Thursday, May 14, 2009

ILGA Releases 2009 report on State-sponsored homophobia

Report available in English, Spanish, Portuguese, and French

80 countries around the world consider homosexuality illegal, five of them punish homosexual acts with death

ILGA, the International Lesbian, Gay, Bisexual, Trans and Intersex Association publishes the
third edition of its report and map on State Sponsored Homophobia based on research by Daniel Ottosson. The report is a collection of legislation criminalising consensual sexual acts between persons of the same sex in private over the age of consent*.

With Panama decriminalising homosexuality in 2008 and Burundi for the first time in its history criminalizing homosexuality in 2009, the world now counts 80 countries with State-sponsored homophobic laws: 72 countries and 3 entities (Turkish Cyprus, Gaza and Cook Islands) punish consenting adults with imprisonment, while 5 countries (Iran, Mauritania, Saudi Arabia, Sudan, Yemen and parts of Nigeria and Somalia) punish them with the death penalty.
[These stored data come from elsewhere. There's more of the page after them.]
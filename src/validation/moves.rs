use super::rules;

/// Violations for a move name, each naming the rejected value.
pub fn name_violations(name: &str) -> Vec<String> {
    if name.trim().is_empty() {
        return vec![rules::BLANK.to_string()];
    }
    rules::length(name, 1, 254)
        .map(|msg| format!("'{name}' {msg}"))
        .into_iter()
        .collect()
}
use sea_orm::entity::prelude::*;
use serde::{Deserialize, Serialize};

#[derive(Clone, Debug, PartialEq, Eq, DeriveEntityModel, Serialize, Deserialize)]
#[sea_orm(table_name = "moves")]
pub struct Model {
    #[sea_orm(primary_key)]
    pub id: i32,
    #[sea_orm(unique)]
    pub name: String,
    pub created_at: DateTimeWithTimeZone,
    pub updated_at: DateTimeWithTimeZone,
}

#[derive(Copy, Clone, Debug, EnumIter, DeriveRelation)]
pub enum Relation {
    #[sea_orm(has_many = "super::poke_move::Entity")]
    PokeMoves,
}

impl Related<super::poke_move::Entity> for Entity {
    fn to() -> RelationDef {
        Relation::PokeMoves.def()
    }
}

impl Related<super::pokemon::Entity> for Entity {
    fn to() -> RelationDef {
        super::poke_move::Relation::Pokemon.def()
    }

    fn via() -> Option<RelationDef> {
        Some(super::poke_move::Relation::Move.def().rev())
    }
}

impl ActiveModelBehavior for ActiveModel {}
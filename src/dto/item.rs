use serde::Serialize;

use crate::entities::item;

#[derive(Debug, Serialize)]
#[serde(rename_all = "camelCase")]
pub struct ItemResponse {
    pub id: i32,
    pub pokemon_id: i32,
    pub name: String,
    pub price: i32,
    pub happiness: i32,
    pub image_url: String,
}

impl From<&item::Model> for ItemResponse {
    fn from(i: &item::Model) -> Self {
        Self {
            id: i.id,
            pokemon_id: i.pokemon_id,
            name: i.name.clone(),
            price: i.price,
            happiness: i.happiness,
            image_url: i.image_url.clone(),
        }
    }
}

/// Body returned by delete endpoints.
#[derive(Debug, Serialize)]
pub struct DeletedResponse {
    pub id: i32,
}
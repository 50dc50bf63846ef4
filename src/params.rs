//! Request/response parameter translation.
//!
//! The frontend speaks camelCase JSON while the tables use snake_case columns.
//! Incoming bodies are wrapped under their resource key, snake_cased and then
//! filtered against an allow-list before any validation runs. Outgoing keys are
//! translated back with [`external_name`].

use serde_json::{Map, Value};

use crate::error::AppError;

/// Describes which attributes a write request for a resource may carry.
#[derive(Debug, Clone, Copy)]
pub struct Resource {
    /// Key the attributes are nested under, e.g. `pokemon`.
    pub name: &'static str,
    /// Permitted attributes, by their internal snake_case name.
    pub attributes: &'static [&'static str],
    /// External keys whose internal name is not their snake_case form.
    pub aliases: &'static [(&'static str, &'static str)],
}

impl Resource {
    /// Internal attribute name for a request key, if the key is permitted.
    fn internal_key(&self, key: &str) -> Option<String> {
        if let Some((_, internal)) = self.aliases.iter().find(|(external, _)| *external == key) {
            return Some((*internal).to_string());
        }
        let snake = camel_to_snake(key);
        self.attributes.contains(&snake.as_str()).then_some(snake)
    }
}

pub const POKEMON: Resource = Resource {
    name: "pokemon",
    attributes: &[
        "number",
        "name",
        "attack",
        "defense",
        "poke_type",
        "image_url",
        "captured",
        "moves",
    ],
    aliases: &[("type", "poke_type")],
};

pub const ITEM: Resource = Resource {
    name: "item",
    attributes: &["pokemon_id", "name", "price", "happiness", "image_url"],
    aliases: &[],
};

const RESOURCES: [&Resource; 2] = [&POKEMON, &ITEM];

/// Convert a camelCase key to snake_case. Keys already in snake_case are
/// returned unchanged.
pub fn camel_to_snake(key: &str) -> String {
    let chars: Vec<char> = key.chars().collect();
    let mut out = String::with_capacity(key.len() + 4);

    for (i, &c) in chars.iter().enumerate() {
        if c.is_uppercase() {
            let prev = i.checked_sub(1).and_then(|p| chars.get(p));
            let next = chars.get(i + 1);
            let boundary = match prev {
                Some(p) if p.is_lowercase() || p.is_ascii_digit() => true,
                // Acronym followed by a word: `HTTPCode` -> `http_code`
                Some(p) if p.is_uppercase() => next.is_some_and(|n| n.is_lowercase()),
                _ => false,
            };
            if boundary {
                out.push('_');
            }
            out.extend(c.to_lowercase());
        } else {
            out.push(c);
        }
    }

    out
}

/// Convert a snake_case key to camelCase.
pub fn snake_to_camel(key: &str) -> String {
    let mut out = String::with_capacity(key.len());
    let mut upper_next = false;

    for c in key.chars() {
        if c == '_' && !out.is_empty() {
            upper_next = true;
        } else if upper_next {
            out.extend(c.to_uppercase());
            upper_next = false;
        } else {
            out.push(c);
        }
    }

    out
}

/// External (response) name of an internal attribute. Aliased attributes
/// go back out under their request key.
pub fn external_name(internal: &str) -> String {
    RESOURCES
        .iter()
        .flat_map(|resource| resource.aliases)
        .find(|(_, to)| *to == internal)
        .map_or_else(|| snake_to_camel(internal), |(external, _)| (*external).to_string())
}

/// Recursively rewrite every object key from camelCase to snake_case.
pub fn snake_case_keys(value: Value) -> Value {
    match value {
        Value::Object(map) => Value::Object(
            map.into_iter()
                .map(|(k, v)| (camel_to_snake(&k), snake_case_keys(v)))
                .collect(),
        ),
        Value::Array(values) => Value::Array(values.into_iter().map(snake_case_keys).collect()),
        other => other,
    }
}

/// Copy the top-level keys that belong to `resource` under a nested key named
/// after it, so flat and nested request bodies look the same downstream.
///
/// Aliased keys are renamed on the way (`type` becomes `poke_type`). Bodies
/// that already carry the nested key are left untouched.
pub fn wrap_parameters(body: Value, resource: &Resource) -> Value {
    let Value::Object(mut map) = body else {
        return body;
    };
    if map.contains_key(resource.name) {
        return Value::Object(map);
    }

    let nested: Map<String, Value> = map
        .iter()
        .filter_map(|(key, value)| {
            let renamed = resource
                .aliases
                .iter()
                .find(|(external, _)| external == key)
                .map(|(_, internal)| (*internal).to_string());
            renamed
                .or_else(|| resource.internal_key(key).map(|_| key.clone()))
                .map(|k| (k, value.clone()))
        })
        .collect();

    if !nested.is_empty() {
        map.insert(resource.name.to_string(), Value::Object(nested));
    }

    Value::Object(map)
}

/// Wrap a raw request body for `resource` and snake_case all of its keys.
pub fn translate_request(body: Value, resource: &Resource) -> Value {
    snake_case_keys(wrap_parameters(body, resource))
}

/// Extract the permitted attributes of `resource` from a translated body.
///
/// # Errors
///
/// Returns [`AppError::BadRequest`] when the body carries no attributes for
/// the resource.
pub fn permit(params: &Value, resource: &Resource) -> Result<Map<String, Value>, AppError> {
    let nested = params
        .get(resource.name)
        .and_then(Value::as_object)
        .filter(|m| !m.is_empty())
        .ok_or_else(|| {
            AppError::BadRequest(format!(
                "param is missing or the value is empty: {}",
                resource.name
            ))
        })?;

    Ok(nested
        .iter()
        .filter_map(|(key, value)| {
            resource
                .internal_key(key)
                .map(|internal| (internal, value.clone()))
        })
        .collect())
}
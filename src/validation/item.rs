use serde_json::{Map, Value};

use super::{ValidationErrors, rules};
use crate::entities::item;

/// Raw item attributes from a permitted request.
#[derive(Debug, Clone, Default)]
pub struct ItemForm {
    pub pokemon_id: Option<Value>,
    pub name: Option<Value>,
    pub price: Option<Value>,
    pub happiness: Option<Value>,
    pub image_url: Option<Value>,
}

#[derive(Debug, Clone, Default)]
pub struct ItemDraft {
    pub pokemon_id: Option<i32>,
    pub name: Option<String>,
    pub price: Option<i32>,
    pub happiness: Option<i32>,
    pub image_url: Option<String>,
}

#[derive(Debug, Clone, PartialEq, Eq)]
pub struct ValidItem {
    pub pokemon_id: i32,
    pub name: String,
    pub price: i32,
    pub happiness: i32,
    pub image_url: String,
}

impl ItemForm {
    pub fn from_params(params: &Map<String, Value>) -> Self {
        let field = |key: &str| params.get(key).cloned();
        Self {
            pokemon_id: field("pokemon_id"),
            name: field("name"),
            price: field("price"),
            happiness: field("happiness"),
            image_url: field("image_url"),
        }
    }

    fn merged_onto(&self, current: &item::Model) -> Self {
        Self {
            pokemon_id: self
                .pokemon_id
                .clone()
                .or_else(|| Some(current.pokemon_id.into())),
            name: self.name.clone().or_else(|| Some(current.name.clone().into())),
            price: self.price.clone().or_else(|| Some(current.price.into())),
            happiness: self
                .happiness
                .clone()
                .or_else(|| Some(current.happiness.into())),
            image_url: self
                .image_url
                .clone()
                .or_else(|| Some(current.image_url.clone().into())),
        }
    }

    /// Validate a new item or changes to a stored one. The owning pokemon's
    /// existence is checked by the caller.
    pub fn validate(&self, current: Option<&item::Model>) -> (ItemDraft, ValidationErrors) {
        let form = current.map_or_else(|| self.clone(), |c| self.merged_onto(c));
        let mut errors = ValidationErrors::new();

        let pokemon_id = form
            .pokemon_id
            .as_ref()
            .and_then(|v| rules::integer(Some(v)).ok());
        if pokemon_id.is_none() {
            errors.add("pokemon", "must exist");
        }

        let name = errors.check("name", rules::string(form.name.as_ref()));
        if let Some(name) = &name {
            errors.add_all("name", rules::length(name, 1, 254));
        }

        let price = errors.check("price", rules::integer(form.price.as_ref()));
        if let Some(n) = price {
            errors.add_all("price", rules::greater_than_or_equal_to(n, 0));
        }

        let happiness = errors.check("happiness", rules::integer(form.happiness.as_ref()));
        let image_url = errors.check("image_url", rules::string(form.image_url.as_ref()));

        let draft = ItemDraft {
            pokemon_id,
            name: name.filter(|_| errors.get("name").is_empty()),
            price: price.filter(|_| errors.get("price").is_empty()),
            happiness,
            image_url,
        };

        (draft, errors)
    }
}

impl ItemDraft {
    pub fn into_valid(self) -> Option<ValidItem> {
        Some(ValidItem {
            pokemon_id: self.pokemon_id?,
            name: self.name?,
            price: self.price?,
            happiness: self.happiness?,
            image_url: self.image_url?,
        })
    }
}

#[cfg(test)]
mod tests {
    use super::*;
    use serde_json::json;

    #[test]
    fn test_valid_item() {
        let form = ItemForm {
            pokemon_id: Some(json!(3)),
            name: Some(json!("Oran Berry")),
            price: Some(json!("10")),
            happiness: Some(json!(-5)),
            image_url: Some(json!("pokemon_berry.svg")),
        };

        let (draft, errors) = form.validate(None);

        assert!(errors.is_empty(), "{errors:?}");
        let valid = draft.into_valid();
        assert_eq!(valid.map(|i| (i.price, i.happiness)), Some((10, -5)));
    }

    #[test]
    fn test_invalid_item() {
        let form = ItemForm {
            pokemon_id: None,
            name: Some(json!("x".repeat(255))),
            price: Some(json!(-1)),
            happiness: Some(json!("very")),
            image_url: None,
        };

        let (draft, errors) = form.validate(None);

        assert_eq!(errors.get("pokemon"), ["must exist"]);
        assert_eq!(errors.get("name"), ["is too long (maximum is 254 characters)"]);
        assert_eq!(
            errors.get("price"),
            ["'-1' must be greater than or equal to 0"]
        );
        assert_eq!(errors.get("happiness"), ["'very' is not a number"]);
        assert_eq!(errors.get("image_url"), ["can't be blank"]);
        assert!(draft.into_valid().is_none());
    }

    #[test]
    fn test_partial_update() {
        let now = chrono::Utc::now().fixed_offset();
        let current = item::Model {
            id: 1,
            pokemon_id: 2,
            name: "Potion".to_string(),
            price: 20,
            happiness: 5,
            image_url: "pokemon_potion.svg".to_string(),
            created_at: now,
            updated_at: now,
        };
        let form = ItemForm {
            price: Some(json!(25)),
            ..ItemForm::default()
        };

        let (draft, errors) = form.validate(Some(&current));

        assert!(errors.is_empty(), "{errors:?}");
        let valid = draft.into_valid();
        assert_eq!(valid.as_ref().map(|i| i.price), Some(25));
        assert_eq!(valid.map(|i| i.name), Some("Potion".to_string()));
    }
}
Gloria Careaga, co-secretary general of ILGA:

“Homophobia is the fear of, aversion to, or discrimination against homosexuality or homosexuals. It is the hatred, hostility, or disapproval of homosexual people. While appalling and dangerous – and at times murderous – it makes life for lesbian, gay, bisexual, trans or intersex (LGBTI) persons a misery, often leading them to a devastating feeling of insecurity even within their families of origin. Homophobia is even more appalling and dangerous – and again murderous – when found in the very letter of the law. When discrimination and hatred are enshrined in the texts meant to sanction the social pact embodied by a State, a homosexual knows that there is nowhere to turn to for help. The idea of a State condoning, sanctioning and encouraging these practices, particularly when the same State proclaims to abide by the principles of the Human Rights Declaration is unacceptable.”

Renato Sabbadini, Co-secretary general of ILGA:

“The truth is that while the differences in sexual orientation and gender identity or expression are probably inborn – who would be so crazy to choose to be a lesbian in an extremely homophobic country? – the same cannot be said for homophobia, which is often the result of a certain time and context in history, a time and a context always marked by a strong inequality between men and women. Indeed, at the heart of homophobia, lesbophobia and transphobia lies the belief that men and women should not be equal, should play roles incompatible with each other and should be confined in a hierarchy where the former dominate the latter.”

In a speech given in New York December 18, 2008 on occasion of the United Nations Statement signed by 66 countries from all continents against the criminalization of homosexuality, the UN High Commissioner for Human Rights, Ms. Navanetham Pillay, said “there are those who argue that because sexual orientation or gender identity are not explicitly mentioned in any of the conventions and covenants, there would be no protection. My response is that such a position is untenable in legal terms, which is confirmed by the evolving jurisprudence. The principle of universality admits no exception. Human rights truly are the birthright of all human beings.”

With this report, ILGA, a world-wide network of national and local groups, with more than 700 member organizations from every continent and representing 110 countries, dedicated to achieving equal rights for lesbian, gay, bisexual, trans and intersex (LGBTI) people, wants to name and shame the States which at the end of the first decade of the 21st century still treat their LGBTI citizens like lesser persons, unworthy of consideration. The unworthiness rests entirely on these States, for theirs is the shame of depriving a significant number of their citizens of dignity, respect and the enjoyment of equal rights.

*Laws relating to such acts in public, with under aged persons, by force or by any other reason are not included. Nor does it include countries where such acts are legal.

ILGA is the International Lesbian, Gay, Bisexual, Trans and Intersex Association. It is a world-wide network of national and local groups dedicated to achieving equal rights for lesbian, gay, bisexual, trans and intersex (LGBTI) people everywhere. Founded in 1978, it now has more than 700 member organizations. Every continent and approximately 110 countries are represented. ILGA is to this day the only international non-governmental community-based association focused on fighting discrimination on grounds of sexual orientation and gender identity as a global issue.